The team from the bride’s home came along with everything they will need to cook for the couple and did not have to use anything from the groom’s home. Plus, they carried along gifts like a goat, hen, matooke, mats, and a winnower.

Teo says that with the modernization today, the gifts have evolved with people bringing stuff like kitchen ware or items for setting up the bedroom.

In Northern Uganda

According to Benson Olong, a businessman and an elder from Lango sub region, the offering of gifts is solely the obligation of the groom.

“It has never been a cultural obligation for the bride’s family to offer any gifts except for a few items like kitchen ware to assist their daughter as she settles in the marriage,” he explains.

Unlike the Baganda and Langi, Twaha explains that, there are tribes in some parts of the country where it is a cultural obligation for the bride’s family to send her off with a number of items to help her settle in. In these cultures, the groom also gets to gain tangible items from the functions.

 In Western Uganda

Twaha explains that it is a cultural obligation for most of the tribes in western Uganda to give some gifts to their newly married daughter and he decides to use the banyankore tribe as the best example.

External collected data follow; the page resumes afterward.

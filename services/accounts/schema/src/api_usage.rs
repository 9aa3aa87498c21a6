use sea_orm::entity::prelude::*;

/// Append-only log of per-call token consumption.
#[derive(Clone, Debug, PartialEq, Eq, DeriveEntityModel)]
#[sea_orm(table_name = "api_usage")]
pub struct Model {
    #[sea_orm(primary_key)]
    pub id: i64,
    pub username: String,
    pub recorded_at: chrono::DateTime<chrono::Utc>,
    pub model: String,
    pub tokens_used: i64,
}

#[derive(Copy, Clone, Debug, EnumIter, DeriveRelation)]
pub enum Relation {
    #[sea_orm(
        belongs_to = "super::users::Entity",
        from = "Column::Username",
        to = "super::users::Column::Username"
    )]
    Users,
}

impl Related<super::users::Entity> for Entity {
    fn to() -> RelationDef {
        Relation::Users.def()
    }
}

impl ActiveModelBehavior for ActiveModel {}
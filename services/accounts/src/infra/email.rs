use anyhow::Context as _;
use lettre::message::header::ContentType;
use lettre::transport::smtp::authentication::Credentials;
use lettre::{AsyncSmtpTransport, AsyncTransport, Message, Tokio1Executor};

use crate::domain::repository::CodeChannel;
use crate::domain::types::is_valid_email;
use crate::error::AccountsServiceError;

const CODE_EMAIL_SUBJECT: &str = "Your Gatehouse verification code";

fn code_email_body(code: &str) -> String {
    format!(
        "<html>\n<body>\n\
         <p>Hello,</p>\n\
         <p>Your verification code is: \
         <strong style=\"font-size: 18px; color: #1a73e8;\">{code}</strong></p>\n\
         <p>The code is valid for 15 minutes. Do not share it with anyone.</p>\n\
         <p>If you did not request this, you can ignore this message.</p>\n\
         </body>\n</html>"
    )
}

/// Delivers verification codes over an authenticated STARTTLS SMTP relay.
#[derive(Clone)]
pub struct SmtpEmailChannel {
    transport: AsyncSmtpTransport<Tokio1Executor>,
    from: String,
}

impl SmtpEmailChannel {
    pub fn new(
        host: &str,
        port: u16,
        user: String,
        password: String,
        from: String,
    ) -> Result<Self, anyhow::Error> {
        let transport = AsyncSmtpTransport::<Tokio1Executor>::starttls_relay(host)
            .context("smtp relay configuration")?
            .port(port)
            .credentials(Credentials::new(user, password))
            .build();
        Ok(Self { transport, from })
    }
}

impl CodeChannel for SmtpEmailChannel {
    fn validate(&self, identity: &str) -> bool {
        is_valid_email(identity)
    }

    async fn deliver(&self, identity: &str, code: &str) -> Result<(), AccountsServiceError> {
        let message = Message::builder()
            .from(
                self.from
                    .parse()
                    .map_err(|_| AccountsServiceError::DeliveryFailed)?,
            )
            .to(identity
                .parse()
                .map_err(|_| AccountsServiceError::DeliveryFailed)?)
            .subject(CODE_EMAIL_SUBJECT)
            .header(ContentType::TEXT_HTML)
            .body(code_email_body(code))
            .map_err(|_| AccountsServiceError::DeliveryFailed)?;

        if let Err(e) = self.transport.send(message).await {
            tracing::warn!(error = %e, "smtp delivery failed");
            return Err(AccountsServiceError::DeliveryFailed);
        }
        Ok(())
    }
}
use sea_orm_migration::prelude::*;

use gatehouse_accounts_migration::Migrator;

#[tokio::main]
async fn main() {
    cli::run_cli(Migrator).await;
}
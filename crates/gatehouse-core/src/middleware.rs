use tower_http::request_id::{MakeRequestId, RequestId, SetRequestIdLayer};
use uuid::Uuid;

#[derive(Clone, Default)]
pub struct MakeUuidRequestId;

impl MakeRequestId for MakeUuidRequestId {
    fn make_request_id<B>(&mut self, _request: &axum::http::Request<B>) -> Option<RequestId> {
        let id = Uuid::new_v4().to_string();
        Some(RequestId::new(id.parse().unwrap()))
    }
}

/// Tags every request with an `x-request-id` header. Apply before the trace
/// layer so the id shows up in request spans.
pub fn request_id_layer() -> SetRequestIdLayer<MakeUuidRequestId> {
    SetRequestIdLayer::new(
        axum::http::HeaderName::from_static("x-request-id"),
        MakeUuidRequestId,
    )
}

“Among the banyankore, the bride does not go empty handed and the gifts she carries from her home, emihingiro are at times more than those paid by the groom as bride price,” he states.

He adds that the bride’s family offers a number of cows, goats and today material things like setting the whole bedroom, kitchen or a full house .

Am told that this also depends on the financial capacity of the family and therefore, the package offered is according to what they possess or can afford.

 In Eastern Uganda

“In Eastern Uganda, among the banyole tribe, the family of the bride has to give a package called omuhuruko to their daughter or son to start a new life.  This can be land, animals or household items,” Twaha narrates.

He gives an example of one of his friends who gave his daughter a chunk of 5 hectares of land filled with a forest of eucalyptus trees as her bridal package.

Except for the above two, in Buganda and tribes in northern part of Uganda, the bride’s family does not have any cultural obligation to present any gifts.